This is the text of my portion of a talk for the Association for Computers and the Humanities conference, co-presented with John Ladd on 25 July 2019. This post includes just the introduction and my portion of the presentation. You can find John’s portion of the talk in this post.
In his foundational 1973 essay, “The Strength of Weak Ties,” Mark Granovetter helped to launch modern social network analysis by advocating for the ability of networks to act as a “micro/macro bridge,” a medium-scale approach that shows how small-scale occurences aggregate into large-scale phenomena. Lately I’ve become captivated by how fresh his argument still seems. Our colleagues have so far presented today on just a few of the many ways network analysis, or graph theory, can add to literary and historical knowledge by exploring medium-scale phenomena. Beginning with the first humanities network visualization projects and expanding into increased use of graph theory principles and metrics, humanities networks projects have grown up alongside the digital humanities. Though “micro” close reading approaches and “macro” statistical studies have seemed to form opposing poles of analysis, network theory has developed a strong descriptive vocabulary for medium-scale social, historical, and literary phenomena.
We now understand networks, as Granovetter did, not only as a visual aid for relational thinking but as a set of mathematical measures that can give us greater purchase on large and small questions in our field. In fact, as we will argue in today’s presentation, we have methods at our disposal today that can be combined with network metrics to great effect.
I speak of the set of statistical techniques often grouped under the umbrella of “machine learning.” In literary studies, statistical modeling—including both unsupervised clustering methods and supervised classification tasks—has most often meant processing and modeling data pertaining to words and wordcounts, but there is no reason that these same techniques can’t be applied to network metrics instead.

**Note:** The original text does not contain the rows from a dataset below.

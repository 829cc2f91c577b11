use crate::order::OrderAction;
use crate::validation::FormErrors;

#[derive(Debug, thiserror::Error)]
pub enum OrderError {
    #[error("invalid configuration: {0}")]
    InvalidConfig(String),
    #[error("failed to read configuration file: {0}")]
    ConfigRead(std::io::Error),
    #[error("failed to parse YAML configuration: {0}")]
    ConfigYaml(serde_yaml::Error),
    #[error("failed to parse JSON configuration: {0}")]
    ConfigJson(serde_json::Error),

    #[error("unknown order action: {0}")]
    UnknownAction(String),
    #[error("unknown order urgency: {0}")]
    UnknownUrgency(String),

    #[error("REST error: {0}")]
    Openmrs(#[from] openmrs::OpenmrsError),

    #[error("failed to read basket store: {0}")]
    StoreRead(std::io::Error),
    #[error("failed to write basket store: {0}")]
    StoreWrite(std::io::Error),
    #[error("failed to serialize basket: {0}")]
    StoreSerialization(serde_json::Error),
    #[error("failed to deserialize basket: {0}")]
    StoreDeserialization(serde_json::Error),
    #[error("basket store lock poisoned")]
    StorePoisoned,

    #[error("{0}")]
    Validation(FormErrors),
    #[error("quantity units are still loading")]
    QuantityUnitsLoading,
    #[error("quantity units could not be fetched: {0}")]
    QuantityUnitsUnavailable(String),
    #[error("order {0} is already in the basket")]
    AlreadyInBasket(String),
    #[error("order {0} is already discontinued")]
    AlreadyDiscontinued(String),
    #[error("no basket item at position {0}")]
    NoSuchItem(usize),
    #[error("{0} order does not name the order it acts on")]
    MissingPreviousOrder(OrderAction),
}

pub type OrderResult<T> = std::result::Result<T, OrderError>;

That is to say, networks give us a great deal of measurements, and these measurements can be aggregated to allow us to sort texts in new ways.
The core of our approach is simple: network metrics can be used to create a vector, or what Ruth and Sebastian Ahnert have called a fingerprint, for an individual network or even an individual node. By calculating over all of those vectors at once, networks can be sorted into various groups. And let’s be clear: just as with modeling the words within literary texts, we learn more from the process of modeling than from the output of the model. We engage in this process to get a better sense of the set of features we’re examining, and in this case those features tell us more about networks and the systems those networks describe.
For my part of this presentation, I’m using methods similar to John’s, but I’m applying those methods to an entirely different genre of texts from a different century and different country.
My most recent scholarship builds on previous work about how hierarchies of cultural taste, in the United States and Europe especially, were established in the second half of the nineteenth century and challenged/complicated in the first half of the twentieth century, specifically book reviews.1
In what seems like a contradiction, book reviews largely moved away from sweeping remarks about what made literature good or worth reading, and focused more on summarizing and making discrete recommendations. Did book reviews stop mediating culture hierarchies, or did their approaches become more subtle? How can we best understand the roles they played?[2 These are the central concerns behind the work I’m presenting today.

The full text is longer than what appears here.